Ford Motor reportedly is idling production at two profitable truck plants that make its best-selling F-150 pickup as the global semiconductor shortage worsens.
Bloomberg said the truck plant in Dearborn, Michigan, will shut for two weeks starting 5 April, citing an emailed statement from the automaker. Ford will also cease production of the F-150 at its Kansas City plant next week. The company is canceling overtime shifts at both plants to the end of June.
Bloomberg noted F-Series trucks are Ford’s biggest moneymakers and any lost production has a direct impact on profits. The company is in the midst of rolling out a redesigned F-150 and preparing to build a battery-powered model of the truck in Dearborn starting later this year.
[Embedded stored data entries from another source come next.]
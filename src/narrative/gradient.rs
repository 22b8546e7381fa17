//! Elevation gradient sentence.

use crate::analysis::elevation::ElevationGradient;
use crate::narrative::utils::text::{capitalize_first, format_thousands};
use crate::types::PolygonContext;

/// Lowest elevation as read in the introduction.
fn lowest_point(min: f64) -> String {
    let meters = min.round() as i64;
    match meters {
        0 => "sea level".to_string(),
        -4..=3 => "about sea level".to_string(),
        _ => format_thousands(meters),
    }
}

/// "{fragment}{subject} rises in elevation from {min} to {max} meters. "
pub fn introduction(ctx: &PolygonContext, fragment: &str) -> String {
    capitalize_first(&format!(
        "{}{} rises in elevation from {} to {} meters. ",
        fragment,
        ctx.name.subject(),
        lowest_point(ctx.elevation.min),
        format_thousands(ctx.elevation.max.round() as i64)
    ))
}

/// Render the gradient, with the elevation introduction when the gradient
/// starts at the lowest temperature bucket.
pub fn render(ctx: &PolygonContext, gradient: &ElevationGradient, fragment: Option<&str>) -> String {
    let steps: Vec<String> = gradient
        .transitions
        .iter()
        .map(|(warmer, colder)| format!("from {} to {}", warmer.word(), colder.word()))
        .collect();
    let drops = match steps.as_slice() {
        [] => return String::new(),
        [only] => only.clone(),
        [init @ .., last] => format!("{}, and {}", init.join(", "), last),
    };

    let mut text = String::new();
    if gradient.starts_at_lowest {
        text.push_str(&introduction(ctx, fragment.unwrap_or("")));
    }
    text.push_str(&format!("As the elevation increases, temperatures drop {}. ", drops));
    text
}

#[cfg(test)]
mod tests {
    use super::*;
    use crate::analysis::elevation::Temperature;
    use crate::test_support::context;
    use smallvec::smallvec;

    #[test]
    fn test_single_transition_with_introduction() {
        let ctx = context("study area", 1000);
        let gradient = ElevationGradient {
            transitions: smallvec![(Temperature::Warm, Temperature::Cool)],
            starts_at_lowest: true,
        };
        assert_eq!(
            render(&ctx, &gradient, Some("A uniform landscape, ")),
            "A uniform landscape, the study area rises in elevation from 12 to 1,840 meters. \
             As the elevation increases, temperatures drop from warm to cool. "
        );
    }

    #[test]
    fn test_three_transitions_without_introduction() {
        let ctx = context("study area", 1000);
        let gradient = ElevationGradient {
            transitions: smallvec![
                (Temperature::Hot, Temperature::Warm),
                (Temperature::Warm, Temperature::Cool),
                (Temperature::Cool, Temperature::Cold),
            ],
            starts_at_lowest: false,
        };
        assert_eq!(
            render(&ctx, &gradient, None),
            "As the elevation increases, temperatures drop from hot to warm, from warm to cool, \
             and from cool to cold. "
        );
    }

    #[test]
    fn test_sea_level_readings() {
        let mut ctx = context("Mount Olympus", 1000);
        ctx.elevation.min = 0.0;
        assert!(introduction(&ctx, "").starts_with("Mount Olympus rises in elevation from sea level to"));
        ctx.elevation.min = -3.0;
        assert!(introduction(&ctx, "").contains("from about sea level to 1,840 meters"));
        ctx.elevation.min = 2400.0;
        assert!(introduction(&ctx, "").contains("from 2,400 to"));
    }
}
CEO Jim Farley said last month that the chip shortage could cut Ford’s 2021 adjusted profit by US$1bn to $2.5bn, the report added. The automaker said it would update that guidance when it reports first quarter results on 28 April.
Ford’s SUV factory in Louisville, Kentucky, will be down the weeks of 12 and 19 April. A plant in Oakville, Ontario, that makes the Edge crossover utility, will be off for three weeks beginning 12 April.
The auto industry lost 1.3m vehicles of production to the chip shortage in the first quarter, Blomberg said, citing IHS Markit. And the hit to production could be just as big in the second quarter after semiconductor plants have been taken out by the winter storm that devastated Texas and a fire at a major chip manufacturing site in Japan owned by Renesas Electronics.